(Source data)
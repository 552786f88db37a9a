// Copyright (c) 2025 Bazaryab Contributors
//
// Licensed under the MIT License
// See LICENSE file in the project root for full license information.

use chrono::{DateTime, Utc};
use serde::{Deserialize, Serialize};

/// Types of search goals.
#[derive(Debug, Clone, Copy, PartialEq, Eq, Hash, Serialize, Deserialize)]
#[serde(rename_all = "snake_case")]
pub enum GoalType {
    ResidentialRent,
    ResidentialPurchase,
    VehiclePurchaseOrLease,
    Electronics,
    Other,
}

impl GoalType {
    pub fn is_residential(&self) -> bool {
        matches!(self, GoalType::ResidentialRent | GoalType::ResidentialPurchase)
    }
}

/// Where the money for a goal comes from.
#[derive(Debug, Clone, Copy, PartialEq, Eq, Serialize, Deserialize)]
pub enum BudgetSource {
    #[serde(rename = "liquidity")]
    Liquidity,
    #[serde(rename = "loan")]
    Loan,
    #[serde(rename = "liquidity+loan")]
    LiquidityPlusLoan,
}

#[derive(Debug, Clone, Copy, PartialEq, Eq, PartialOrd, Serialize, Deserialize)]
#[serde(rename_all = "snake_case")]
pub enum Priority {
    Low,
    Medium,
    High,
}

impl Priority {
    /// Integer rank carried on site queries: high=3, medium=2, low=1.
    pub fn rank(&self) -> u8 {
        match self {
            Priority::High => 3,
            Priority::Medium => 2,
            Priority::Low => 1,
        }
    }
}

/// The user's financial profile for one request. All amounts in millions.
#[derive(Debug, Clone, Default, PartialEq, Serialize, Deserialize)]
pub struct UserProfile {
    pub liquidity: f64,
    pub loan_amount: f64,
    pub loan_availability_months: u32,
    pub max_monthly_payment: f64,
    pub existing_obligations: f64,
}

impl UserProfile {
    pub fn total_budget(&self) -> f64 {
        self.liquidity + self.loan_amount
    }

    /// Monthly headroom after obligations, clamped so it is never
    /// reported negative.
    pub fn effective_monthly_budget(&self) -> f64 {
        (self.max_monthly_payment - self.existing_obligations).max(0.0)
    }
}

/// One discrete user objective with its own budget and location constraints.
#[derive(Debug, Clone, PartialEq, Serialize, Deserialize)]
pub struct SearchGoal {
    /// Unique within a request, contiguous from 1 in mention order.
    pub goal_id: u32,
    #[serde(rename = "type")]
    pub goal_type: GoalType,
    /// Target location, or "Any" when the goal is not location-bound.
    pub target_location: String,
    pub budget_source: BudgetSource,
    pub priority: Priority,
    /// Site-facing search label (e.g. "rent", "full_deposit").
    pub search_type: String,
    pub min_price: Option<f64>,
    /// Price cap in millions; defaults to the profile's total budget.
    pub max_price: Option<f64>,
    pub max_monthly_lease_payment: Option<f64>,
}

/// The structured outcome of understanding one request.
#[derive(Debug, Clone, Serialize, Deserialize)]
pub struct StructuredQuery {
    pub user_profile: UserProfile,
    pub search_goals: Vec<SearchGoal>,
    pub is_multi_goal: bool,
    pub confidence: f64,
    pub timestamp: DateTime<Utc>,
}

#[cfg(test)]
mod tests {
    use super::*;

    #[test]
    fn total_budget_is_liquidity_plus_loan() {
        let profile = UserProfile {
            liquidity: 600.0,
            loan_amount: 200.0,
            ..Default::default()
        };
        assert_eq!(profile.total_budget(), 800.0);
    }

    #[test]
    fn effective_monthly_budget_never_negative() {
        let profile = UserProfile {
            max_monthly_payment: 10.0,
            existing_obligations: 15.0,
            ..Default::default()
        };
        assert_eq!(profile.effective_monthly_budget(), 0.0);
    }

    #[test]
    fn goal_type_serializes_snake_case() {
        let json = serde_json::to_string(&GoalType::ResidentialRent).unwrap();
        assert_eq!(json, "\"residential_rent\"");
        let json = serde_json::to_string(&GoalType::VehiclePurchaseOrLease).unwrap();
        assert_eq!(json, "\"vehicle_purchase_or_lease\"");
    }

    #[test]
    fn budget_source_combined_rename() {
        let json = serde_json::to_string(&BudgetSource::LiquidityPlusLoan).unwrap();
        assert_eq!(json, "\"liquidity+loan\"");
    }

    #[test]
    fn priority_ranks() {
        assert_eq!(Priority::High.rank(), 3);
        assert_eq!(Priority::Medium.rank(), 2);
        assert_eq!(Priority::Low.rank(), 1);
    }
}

» Exercise description
Show me all lines in the records that contain "ResidentialPurchase".

» Output of the task
    ResidentialPurchase,
        matches!(self, GoalType::ResidentialRent | GoalType::ResidentialPurchase)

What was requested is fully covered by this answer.